1975 : Type Z1B. Coloris bleu ou rouge avec nouveau décor et monogrammes de caches latéraux plus grands. La chaine de transmission secondaire est lubrifiée par une pompe à huile séparée. Le robinet d’essence est de couleur aluminium au lieu de noir et les carburateurs sont modifiés pour des raisons de normes antipollution.

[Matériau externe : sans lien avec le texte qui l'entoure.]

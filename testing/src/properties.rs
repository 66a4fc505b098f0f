//! Proptest strategies for seating property tests.
//!
//! Operations are generated as indices ([`SeatOp`]) rather than ids, so a
//! test can build its fixture first and then resolve each index against the
//! guests and tables it created.

#![allow(clippy::unwrap_used)] // Strategies only build guests that pass validation

use proptest::collection::{btree_set, vec};
use proptest::prelude::*;
use seatplan_core::types::{EventName, FoodPreference, Guest, OwnerId};
use std::collections::BTreeSet;

/// Any event name, known ceremonies weighted over custom ones.
pub fn event_name() -> impl Strategy<Value = EventName> {
    prop_oneof![
        4 => prop_oneof![
            Just(EventName::Haldi),
            Just(EventName::Mehendi),
            Just(EventName::Sangeet),
            Just(EventName::Engagement),
            Just(EventName::Wedding),
            Just(EventName::Reception),
        ],
        1 => "[A-Z][a-z]{2,8}( Night)?".prop_map(EventName::from),
    ]
}

/// Either food preference.
pub fn food_preference() -> impl Strategy<Value = FoodPreference> {
    prop_oneof![Just(FoodPreference::Veg), Just(FoodPreference::NonVeg)]
}

/// Event sets that always include `required`, plus up to two others.
pub fn events_including(required: EventName) -> impl Strategy<Value = BTreeSet<EventName>> {
    btree_set(event_name(), 0..3).prop_map(move |mut events| {
        events.insert(required.clone());
        events
    })
}

/// A valid guest of `owner` who takes part in `event`.
pub fn guest_for(owner: OwnerId, event: EventName) -> impl Strategy<Value = Guest> {
    ("[A-Z][a-z]{1,10}", events_including(event), food_preference()).prop_map(
        move |(name, events, food)| Guest::new(owner, name, "555-0100", events, food).unwrap(),
    )
}

/// Between `min` and `max` (exclusive) guests of `owner` for `event`.
pub fn guests_for(
    owner: OwnerId,
    event: EventName,
    min: usize,
    max: usize,
) -> impl Strategy<Value = Vec<Guest>> {
    vec(guest_for(owner, event), min..max)
}

/// One manual seating step, by index into a fixture.
#[derive(Debug, Clone, Copy, PartialEq, Eq)]
pub enum SeatOp {
    /// Move guest `guest` to table `table`
    Assign {
        /// Index into the fixture's guests
        guest: usize,
        /// Index into the fixture's tables
        table: usize,
    },
    /// Return guest `guest` to the unassigned pool
    Unassign {
        /// Index into the fixture's guests
        guest: usize,
    },
}

/// Seating steps over `guests` guests and `tables` tables.
///
/// Assigns outnumber unassigns so tables actually fill up.
///
/// # Panics
///
/// Panics if `guests` or `tables` is zero.
pub fn seat_op(guests: usize, tables: usize) -> impl Strategy<Value = SeatOp> {
    assert!(guests > 0 && tables > 0, "fixture must have guests and tables");
    prop_oneof![
        3 => (0..guests, 0..tables).prop_map(|(guest, table)| SeatOp::Assign { guest, table }),
        1 => (0..guests).prop_map(|guest| SeatOp::Unassign { guest }),
    ]
}

/// A sequence of up to `len` seating steps.
pub fn seat_ops(guests: usize, tables: usize, len: usize) -> impl Strategy<Value = Vec<SeatOp>> {
    vec(seat_op(guests, tables), 0..len)
}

1976 : Type Z900A4. Coloris vert foncé et marron métallisé avec nouveau décor, caches latéraux et monogrammes différents (Z900). De nombreuses modifications sont apportées sur ce dernier modèle dont une nouvelle selle, un nouveau filtre à air, un double disque de frein avant, un bouchon de réservoir d’essence à clé, un nouveau faisceau électrique à trois fusibles, des feux de détresse avec répétiteur sonore des clignotants et des carburateurs plus petits de diamètre 26 mm. La démultiplication secondaire est allongée et les tubes du cadre plus épais.
Identification
- Type Z1 1973 : N° cadre de Z1F-00001 à Z1F-17538, N° moteur de Z1E-00001 à Z1E-17623.

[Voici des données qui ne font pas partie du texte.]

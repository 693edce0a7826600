use std::path::{Path, PathBuf};

use crate::constants::HISTORY_CACHE_FILE;

const APP_DIR_NAME: &str = "SmartMap";

fn env_dir(key: &str) -> Option<PathBuf> {
    std::env::var_os(key).filter(|v| !v.is_empty()).map(PathBuf::from)
}

/// Base directory the OS reserves for per-user application data.
fn platform_data_root() -> PathBuf {
    let home = || env_dir("HOME").unwrap_or_else(|| PathBuf::from("."));
    match std::env::consts::OS {
        "macos" => home().join("Library/Application Support"),
        "windows" => env_dir("APPDATA").unwrap_or_else(|| PathBuf::from(".")),
        _ => env_dir("XDG_DATA_HOME").unwrap_or_else(|| home().join(".local/share")),
    }
}

/// Where the history cache and other service state live.
pub fn get_app_data_dir() -> PathBuf {
    platform_data_root().join(APP_DIR_NAME)
}

/// Ensures the directory exists, creating it if necessary
pub fn ensure_directory_exists(path: &Path) -> Result<(), std::io::Error> {
    if !path.exists() {
        std::fs::create_dir_all(path)?;
    }
    Ok(())
}

/// Returns the path to the history cache file
pub fn get_history_cache_path() -> PathBuf {
    get_app_data_dir().join(HISTORY_CACHE_FILE)
}

#[cfg(test)]
mod tests {
    use super::*;

    #[test]
    fn history_cache_lives_in_app_dir() {
        let path = get_history_cache_path();
        assert!(path.ends_with(Path::new(APP_DIR_NAME).join(HISTORY_CACHE_FILE)));
    }

    #[test]
    fn ensure_directory_is_idempotent() {
        let dir = std::env::temp_dir().join(format!("smartmap-dir-{}", std::process::id()));
        ensure_directory_exists(&dir).expect("create");
        ensure_directory_exists(&dir).expect("create again");
        assert!(dir.is_dir());
        let _ = std::fs::remove_dir_all(&dir);
    }
}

- Type Z1A 1974 : N° cadre de Z1F-20001 à Z1F-47499, N° moteur de Z1E-20001 à Z1E-47497.
- Type Z1B 1975 : N° cadre de Z1F-47500 à Z1F-85648, N° moteur de Z1E-47500 à Z1E-85847.
- Type Z900A4 1976 : N° cadre de Z1F-085701 à Z1F-117060, N° moteur de Z1E-086001 à Z1E-138846.
Côté cote
Evidemment les prix s’envolent. En effet, la Z se négocie au même tarif qu’en 1973, hélas plus en francs, mais en euros, pour un modèle restauré dans les règles de l’art il faut donc le plus souvent débourser 15.000 €….
En cas d’achat
Dénicher une 900 Z sortie de grange complète, d’origine et à un prix correct devient très difficile. La prudence recommande d’éviter les motos incomplètes, trafiquées, en piteux état où la restauration en configuration d’origine s’avèrera compliquée, onéreuse, voire utopique. Jusqu’en 76 et sa disparition du catalogue, la Z vivra sa vie comme les motos des années 70, souvent greffée d’accessoires inutiles, ou affublée d’un quatre en un, amputée ainsi de son magnifique quarteron de pots chromés. Il est devenu difficile d’en trouver une aujourd’hui complète et dans son jus. Heureusement, la restauration reste très possible, la majorité des pièces étant trouvable, comme pour tout mythique engin. La moto de cet essai date de 1974 et après réfection totale, on retrouve complètement les sensations distillées autrefois...
Conclusion
Le souffle de son moteur semble toujours étonnamment vigoureux. Idéale pour la balade, enfourcher entre ses jambes plus de quarante ans d’histoire a de quoi hérisser l’échine sous le Barbour. Et surtout, une beauté absolue, pure, l’équilibre parfait entre demoiselle effrontée et bourgeoise établie. Sa plastique tape encore dans l’œil des blanchis sous le casque, mais séduit tout autant les motards de la dernière averse. Tous s’approchent de la belle et désirent posséder la même. Preuve que la 900 Z Kawasaki mérite largement son surnom d’Eternelle…
Points forts
- Performances
- Fiabilité / robustesse
- Esthétique indémodable
- Mélodie des quatre pots
- Moto mythique
Points faibles
- Poids élevé
- Freinage avec les bottes (simple disque)
- Maniabilité à l’arrêt
- Tenue de route aléatoire
- Cote surévaluée
Commentaires
C'est probablement une des motos les plus réussies esthétiquement (le top avec le double disque AV) et mécaniquement. Un excellent compromis, qui est un modèle pour toutes les motos, y compris d'aujourd'hui.
26-05-2014 14:55Il y avait de belles occasions à faire au tout début des années 80, c'était encore un modèle de référence malgré l'apparition des motos "modernes".